“Motivated” is a word that comes up a lot in job descriptions. Maybe you have read a sentence like this in that past, “...our company is looking for motivated self-starters who can achieve results.” With nearly 500,000 job descriptions on Indeed using the word “motivated” it must be important. The problem is, if you’re like me, you don’t understand what it means.
My confusion stems from the fact that motivated is a conditional state rather than a personality trait.

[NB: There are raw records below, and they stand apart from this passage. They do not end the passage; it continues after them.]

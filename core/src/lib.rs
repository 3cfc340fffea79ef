#![deny(
    unsafe_code,
    missing_docs,
    dead_code,
    unused_results,
    non_snake_case,
    unreachable_pub
)]

//! Core contracts shared across the Lucky Defense engine.
//!
//! This crate defines the vocabulary that connects adapters, the
//! authoritative per-side boards, and the pure systems that mutate them.
//! Adapters submit [`Command`] values describing the operations a player (or
//! the AI policy) wants to perform, the simulation executes them against the
//! owning side's grid and ledger, and then broadcasts [`Event`] values so
//! observers can react deterministically. Static game data is consumed through
//! the [`DataProvider`] trait and every random decision flows through a single
//! injectable [`RandomSource`].

use std::time::Duration;

use serde::{Deserialize, Serialize};
use thiserror::Error;

mod contracts;
mod random;
mod tables;

pub use contracts::{Battlefield, DamageReport, EnemyContact, EnemySpawner};
#[cfg(any(test, feature = "scripted_rng"))]
pub use random::ScriptedSource;
pub use random::{ChaChaSource, RandomSource};
pub use tables::{ArenaType, DataProvider, EnemyStats, TargetType, TowerStats, WaveRecord};

/// Number of rows contained in every side's grid.
pub const GRID_ROWS: u8 = 3;

/// Number of columns contained in every side's grid.
pub const GRID_COLUMNS: u8 = 6;

/// Total number of addressable slots in a single grid.
pub const SLOT_COUNT: usize = GRID_ROWS as usize * GRID_COLUMNS as usize;

/// Identifies one of the two independent economies competing in a match.
#[derive(Clone, Copy, Debug, PartialEq, Eq, Hash, PartialOrd, Ord, Serialize, Deserialize)]
pub enum Side {
    /// The human-controlled side.
    Player,
    /// The side driven by the autonomous policy.
    Ai,
}

impl Side {
    /// Both sides in canonical processing order.
    pub const ALL: [Side; 2] = [Side::Player, Side::Ai];

    /// Dense index used to address per-side storage.
    #[must_use]
    pub const fn index(self) -> usize {
        match self {
            Self::Player => 0,
            Self::Ai => 1,
        }
    }

    /// Returns the competing side.
    #[must_use]
    pub const fn opponent(self) -> Self {
        match self {
            Self::Player => Self::Ai,
            Self::Ai => Self::Player,
        }
    }
}

/// Location of a single grid slot expressed as row and column indices.
///
/// Coordinates are not validated on construction; grid operations reject
/// out-of-range coordinates with an `InvalidSlotIndex` error.
#[derive(Clone, Copy, Debug, PartialEq, Eq, Hash, PartialOrd, Ord, Serialize, Deserialize)]
pub struct SlotCoord {
    row: u8,
    column: u8,
}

The definition of the word motive, the root of motivated, is a need or desire that causes a person to act. For example, I'm motivated to find food when I am hungry. Once my need is met, I am no longer motivated by this need. What if this wasn’t the case? What if I felt the need to get more of something even after my need was met (e.g. continuing to eat after I felt full)? This type of behavior might be considered compulsive and unhealthy. Is this what employers are looking for in new hires?
Consider “motivated” in the following context. If you have ever been unemployed or felt that you were at risk of losing your job, you may have been very motivated. Motivated to get another job. In this case, the higher the motivation to find a new job, the less picky you might become.
This increases the chances of a poor fit and it seems unlikely that this is what hiring managers are looking for in a motivated candidate.
So what do employers mean when they use the word motivated in a job description? If we look at the top five companies on Indeed, based upon the total number of job descriptions that use the word “motivated”, we come up with the following list: McDonald’s, DISH, Pilot Flying J, GNC, State Farm Mutual Auto Insurance. Most of these positions are listed as entry level (>50%) with anticipated salaries in the $25-35,000 yr range.
Compare this to jobs posted by a high skill, high paying employer. Google only uses the word “motivated” in 5% of its job postings (140 out of 2652). Does this mean that Google isn’t looking for motivated candidates?
When you look at the data it starts to become clear that certain words may actually be code for something else that the employer is looking for but may not be able to articulate.
Looking at how the word “motivated” is used in other ads, such as real estate, it becomes clear that in some cases, this is a code word for “desperate.”
A motivated seller is someone who is signalling they will sell at less than market rate, maybe for a quick close or an all cash deal. Can this be applied to job ads? In some cases, the answer is yes. If a candidate has bills to pay, little experience, and few professional skills, they very well might be highly motivated to take ANY job to meet their needs. Correspondingly, employers may offer jobs that are less desirable in terms of pay and working conditions using the word “motivated” to attract workers who will work for less pay and in tougher working conditions because they're more desperate.
To be clear, this article is not a knock against the five employers mentioned or any other employer who uses the word “motivated." Everyone starts their career somewhere and I will always be thankful for my first couple of minimum wage/entry level positions. The point is that certain words that are used might be code for something else. It's important for job seekers to understand what an employer is actually looking for in their next hire. Without this understanding, you could end up in the wrong position rather than your next great opportunity!